Channel Seven launches legal action against Cricket Australia in bid to terminate $450m TV rights deal
Channel Seven has launched legal action against Cricket Australia in a sensational bid to terminate its $450 million TV rights deal, accusing the sport’s governing body of multiple contract breaches as well as misleading and deceptive conduct.
The network claims Cricket Australia’s failures in scheduling, administration and player management have directly led to a decline in quality and standards of its prime time summer showpiece Big Bash League over the past three years.
The broadcaster says this has resulted in the loss of advertising revenue and of the “halo” benefits derived from premium programming.
The quality and standard of the BBL has progressively fallen each year over the term of the MRA.
After unsuccessful attempts at mediation, Seven is now seeking a Federal Court declaration that permits it to scrap its six-year contract to screen Test cricket and the BBL after just four years, and the payment of unspecified damages.
“The SWM (Seven West Media) proceedings will seek both: A court declaration that Seven is entitled to terminate the MRA (media rights agreement) on the basis of material contract breaches by CA which were not remedied. And damages arising out of past breaches,” a Seven statement said.
Seven’s court bombshell follows an earlier successful legal bid to get access to internal CA documents on its decision-making.
The broadcaster is now citing now citing them in support of its accusation CA has failed in its obligation to deliver a BBL competition equal to the best in the world and no less a product than previous rights holders enjoyed.

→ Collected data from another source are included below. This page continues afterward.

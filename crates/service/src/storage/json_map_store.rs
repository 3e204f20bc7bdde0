use std::{collections::BTreeMap, path::PathBuf, sync::Arc};
use tokio::{fs, sync::RwLock};
use tracing::warn;

use crate::errors::ServiceError;

fn storage_err(e: impl std::fmt::Display) -> ServiceError {
    ServiceError::Storage(e.to_string())
}

/// Generic JSON file-backed ordered map store.
///
/// Persists a `BTreeMap<K, V>` to a JSON file after every mutation. Writes go
/// to a sibling `.tmp` file that is renamed over the original.
pub struct JsonMapStore<K, V> {
    inner: RwLock<BTreeMap<K, V>>,
    file_path: PathBuf,
}

impl<K, V> JsonMapStore<K, V>
where
    K: Ord + serde::Serialize + serde::de::DeserializeOwned + Clone,
    V: serde::Serialize + serde::de::DeserializeOwned + Clone,
{
    /// Initialize the store from a path. Creates the file with an empty map if missing;
    /// an unreadable file is logged and treated as empty.
    pub async fn new<P: Into<PathBuf>>(path: P) -> Result<Arc<Self>, ServiceError> {
        let file_path = path.into();
        if let Some(parent) = file_path.parent() {
            if !parent.as_os_str().is_empty() {
                fs::create_dir_all(parent).await.map_err(storage_err)?;
            }
        }

        let map: BTreeMap<K, V> = match fs::read(&file_path).await {
            Ok(bytes) => serde_json::from_slice(&bytes).unwrap_or_else(|e| {
                warn!(path = %file_path.display(), error = %e, "store file is not valid JSON; starting empty");
                BTreeMap::new()
            }),
            Err(_) => {
                let empty: BTreeMap<K, V> = BTreeMap::new();
                fs::write(&file_path, serde_json::to_vec(&empty).map_err(storage_err)?)
                    .await
                    .map_err(storage_err)?;
                empty
            }
        };

        Ok(Arc::new(Self { inner: RwLock::new(map), file_path }))
    }

    async fn save(&self, map: &BTreeMap<K, V>) -> Result<(), ServiceError> {
        let data = serde_json::to_vec_pretty(map).map_err(storage_err)?;
        let mut tmp = self.file_path.clone().into_os_string();
        tmp.push(".tmp");
        fs::write(&tmp, data).await.map_err(storage_err)?;
        fs::rename(&tmp, &self.file_path).await.map_err(storage_err)?;
        Ok(())
    }

    /// All entries in key order.
    pub async fn list(&self) -> Vec<(K, V)> {
        let map = self.inner.read().await;
        map.iter().map(|(k, v)| (k.clone(), v.clone())).collect()
    }

    pub async fn len(&self) -> usize {
        self.inner.read().await.len()
    }

    pub async fn get(&self, key: &K) -> Option<V> {
        let map = self.inner.read().await;
        map.get(key).cloned()
    }

    /// Insert or replace and persist; returns the previous value.
    pub async fn insert(&self, key: K, value: V) -> Result<Option<V>, ServiceError> {
        let mut map = self.inner.write().await;
        let previous = map.insert(key, value);
        self.save(&map).await?;
        Ok(previous)
    }

    /// Remove a key and persist; returns whether it existed.
    pub async fn remove(&self, key: &K) -> Result<bool, ServiceError> {
        let mut map = self.inner.write().await;
        let existed = map.remove(key).is_some();
        if existed {
            self.save(&map).await?;
        }
        Ok(existed)
    }

    /// Whether any value satisfies the predicate.
    pub async fn any_value<F>(&self, f: F) -> bool
    where
        F: Fn(&V) -> bool,
    {
        let map = self.inner.read().await;
        map.values().any(f)
    }

    /// Apply a mutation under the write lock and persist the result.
    /// Nothing is written when `f` fails.
    pub async fn update_map<F, T>(&self, f: F) -> Result<T, ServiceError>
    where
        F: FnOnce(&mut BTreeMap<K, V>) -> Result<T, ServiceError>,
    {
        let mut map = self.inner.write().await;
        let mut draft = map.clone();
        let out = f(&mut draft)?;
        self.save(&draft).await?;
        *map = draft;
        Ok(out)
    }
}

#[cfg(test)]
mod tests {
    use super::*;
    use crate::test_support::temp_path;

    #[tokio::test]
    async fn json_map_store_crud_persists() -> Result<(), anyhow::Error> {
        let tmp = temp_path("json_map_store");
        let store = JsonMapStore::<String, String>::new(&tmp).await?;
        assert_eq!(store.len().await, 0);

        store.insert("b".into(), "2".into()).await?;
        store.insert("a".into(), "1".into()).await?;
        assert!(store.any_value(|v| v == "1").await);
        let keys: Vec<_> = store.list().await.into_iter().map(|(k, _)| k).collect();
        assert_eq!(keys, ["a", "b"]);

        store
            .update_map(|m| {
                if let Some(v) = m.get_mut("a") { *v = "10".into(); }
                Ok(())
            })
            .await?;
        assert_eq!(store.get(&"a".into()).await.as_deref(), Some("10"));

        assert!(store.remove(&"b".into()).await?);
        assert!(!store.remove(&"b".into()).await?);

        let reloaded = JsonMapStore::<String, String>::new(&tmp).await?;
        assert_eq!(reloaded.len().await, 1);
        assert_eq!(reloaded.get(&"a".into()).await.as_deref(), Some("10"));

        let _ = tokio::fs::remove_file(&tmp).await;
        Ok(())
    }

    #[tokio::test]
    async fn failed_update_leaves_map_untouched() -> Result<(), anyhow::Error> {
        let tmp = temp_path("json_map_store_fail");
        let store = JsonMapStore::<String, u32>::new(&tmp).await?;
        store.insert("n".into(), 1).await?;
        let res = store
            .update_map(|m| {
                m.insert("n".into(), 2);
                Err::<(), _>(ServiceError::Validation("nope".into()))
            })
            .await;
        assert!(res.is_err());
        assert_eq!(store.get(&"n".into()).await, Some(1));
        let _ = tokio::fs::remove_file(&tmp).await;
        Ok(())
    }

    #[tokio::test]
    async fn corrupt_file_starts_empty() -> Result<(), anyhow::Error> {
        let tmp = temp_path("json_map_store_corrupt");
        tokio::fs::write(&tmp, b"{not json").await?;
        let store = JsonMapStore::<String, String>::new(&tmp).await?;
        assert_eq!(store.len().await, 0);
        let _ = tokio::fs::remove_file(&tmp).await;
        Ok(())
    }
}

One of its main gripes is the decision to change the launch date of the 20/21 BBL which meant it was no longer tied with the the First Test against India, denying the tournament a crucial “fast start” that would flow on to better ratings.
Seven says this was compounded by CA’s decision to schedule eight of the first 12 BBL matches at small stadiums in Tasmania.
The statement of claim refers to an internal email from CA’s Big Bash general manager Alistair Dobson bemoaning the alternative scheduling options as “unmitigated disasters for the BBL” and saying the Tasmanian decision “significantly compromised the entire BBL season”.
Seven is also highly critical of CA’s decision to schedule three Men’s One-Day Internationals in India while the BBL was continuing in January 2020 and its move to put Australia A practice games up against the BBL schedule — all of which made key players unavailable for their BBL teams.
The statement of claim says CA’s repeated representations to Seven about its 20/21 schedule were “misleading or deceptive” under consumer law because CA was in discussions with Indian authorities and “in fact intended to change the schedule of international matches for the 2020/2021 season”.
Seven also hit out at the decision to allow grade cricketers and “a schoolteacher” to play in the BBL when stars such as Steve Smith were forced to sit out matches and also the failure of BBL to keep pace with rival leagues with its salary cap and international representation.
“The quality and standard of the BBL has progressively fallen each year over the term of the MRA”, the claim asserts.
Cricket Australia issued a statement strongly defending its performance and decision-making during “the enormous challenges presented by the global pandemic”.
“In the circumstances, CA is astonished that Seven has brought this unwarranted action which will be strenuously defended,” it said.
Seven has two summers left to run on its deal. However, it is believed the case is unlikely to be finalised in time to impact on the upcoming season featuring the West Indies and South Africa.